Sağlıklı beşler; her şeyi olağanüstü bir sezgi ve anlayış ile gözlemlerler. Zihinleri tetiktedir, meraklıdırlar, keskin bir araştırmacı zekaya sahiptirler-çok hassas sezgilerle doğru soruları sorarlar. Bilgiye aşıktırlar, öğrenmeyi severler ve bir konuda uzaman olurlar. Müthiş değerli ve özgün fikirlere sahip, çarpıcı ve yaratıcı eserler ortaya çıkaran, hayal gücü kuvvetli, yenilikçi ve yaratıcı insanlardır. En iyi durumda, dünyayı geniş bir çerçevede ve aynı amanda derinlemesine anlayan, yılmaz mucit ve kaşiftirler. Ortalama beşler, çalışkandırlar, araştırmaya, bilime, fikir geliştirmeye yoğunlaşırlar. Bazı anahtar ilgi sahalarını öne çıkarıp yaşamın diğer alanlarını boşlarlar. Ayrıntılara dalıp büyük resmi kaçırırlar. Sağlıksız beşler; tüm sosyal bağlantıları reddederek inzivaya çekilirler, insanlardan ve gerçeklerden kopmuş olarak yaşarlar.

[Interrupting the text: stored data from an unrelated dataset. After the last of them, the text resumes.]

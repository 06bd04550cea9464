//! Seeding the directory from a YAML roster file.

use std::fs;
use std::path::{Path, PathBuf};

use serde::Deserialize;
use tracing::{info, warn};

use crate::error::{ConfigError, ConfigResult};
use crate::models::{EmployeeStatus, ReferenceImage};

use super::memory::{InMemoryDirectory, NewEmployee};

/// Top-level structure of a roster file.
#[derive(Debug, Clone, Deserialize)]
#[serde(deny_unknown_fields)]
pub struct RosterFile {
    /// Employees to register.
    #[serde(default)]
    pub employees: Vec<RosterEntry>,
}

/// One employee in a roster file.
#[derive(Debug, Clone, Deserialize)]
#[serde(deny_unknown_fields)]
pub struct RosterEntry {
    /// Employee code.
    pub code: String,
    /// Human-readable name.
    pub display_name: String,
    /// Initial status; active when omitted.
    #[serde(default)]
    pub status: EmployeeStatus,
    /// Reference photo path, relative to the roster file.
    pub photo: PathBuf,
}

/// Registers every employee listed in the roster at `path`.
///
/// Photos are not read here: a missing photo only surfaces when that
/// employee checks in. Returns the number of employees registered.
pub fn load_roster(path: &Path, directory: &InMemoryDirectory) -> ConfigResult<usize> {
    let roster_error = |message: String| ConfigError::Roster {
        path: path.display().to_string(),
        message,
    };

    let content = fs::read_to_string(path).map_err(|e| roster_error(e.to_string()))?;
    let roster: RosterFile =
        serde_yaml::from_str(&content).map_err(|e| roster_error(e.to_string()))?;
    let base = path.parent().unwrap_or_else(|| Path::new("."));

    for entry in &roster.employees {
        let photo = if entry.photo.is_relative() {
            base.join(&entry.photo)
        } else {
            entry.photo.clone()
        };

        if !photo.is_file() {
            warn!(
                employee_code = %entry.code,
                photo = %photo.display(),
                "reference photo missing; check-ins will fail until it is restored"
            );
        }

        directory
            .create(NewEmployee {
                code: entry.code.clone(),
                display_name: entry.display_name.clone(),
                status: entry.status,
                reference_image: ReferenceImage::File(photo),
            })
            .map_err(|e| roster_error(e.to_string()))?;
    }

    info!(path = %path.display(), count = roster.employees.len(), "roster loaded");
    Ok(roster.employees.len())
}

Temel korku; çaresiz, yetersiz ve işe yaramaz olmak. Temel arzu; yeterli ve yapabilir olmak (yapabilmek). Arayış; uzmanlık. Beşler, özgüvenlerini artırmak ve yaşam ile baş edebilmek için bir konuda usta olmak isterler.
Erdem; Bağlanmamak. Bağlanmamak, reddetmek değildir; tersine gerçeği temelden kabul etmektir. Dünyada var ol ama onunla olma. Gerçek doğamız ile yaşıyorsak iç ve dış, hiçbir şeye bağlanmayız. Bu bağlanmama hali, tüm canlılar için engin bir şefkat beslememizi sağlar çünkü her şeyin geçici doğasını görürüz. Herhangi bir görüşe bağlanma ihtiyacı hissetmezsek şefkatli ve affedici olmak kolaydır.
Tutku; Açgözlülük. Açgözlülük iç yoksullukla ilgilidir ve nefsi geri çekerek, temastan kaçınarak, kaybetmekten korktuğu az şeye sıkı tutunarak bu durumla baş etmeye çalışır. Benliğin nefsi kendini reddedilmiş, boş ve besleyici destekten yoksun hisseder; dolayısıyla elinde bilgi, kaynak açısından ne varsa bu dünyada ayakta kalabilmek için saklar, biriktirir. Kısacası beşlerde görülen açgözlülük aslında bir çeşit koleksiyonculuk gibidir-daha fazla bilgi toplamak, daha fazla kitap okumak ve böylece dünyanın önüne güvenle çıkabilmek.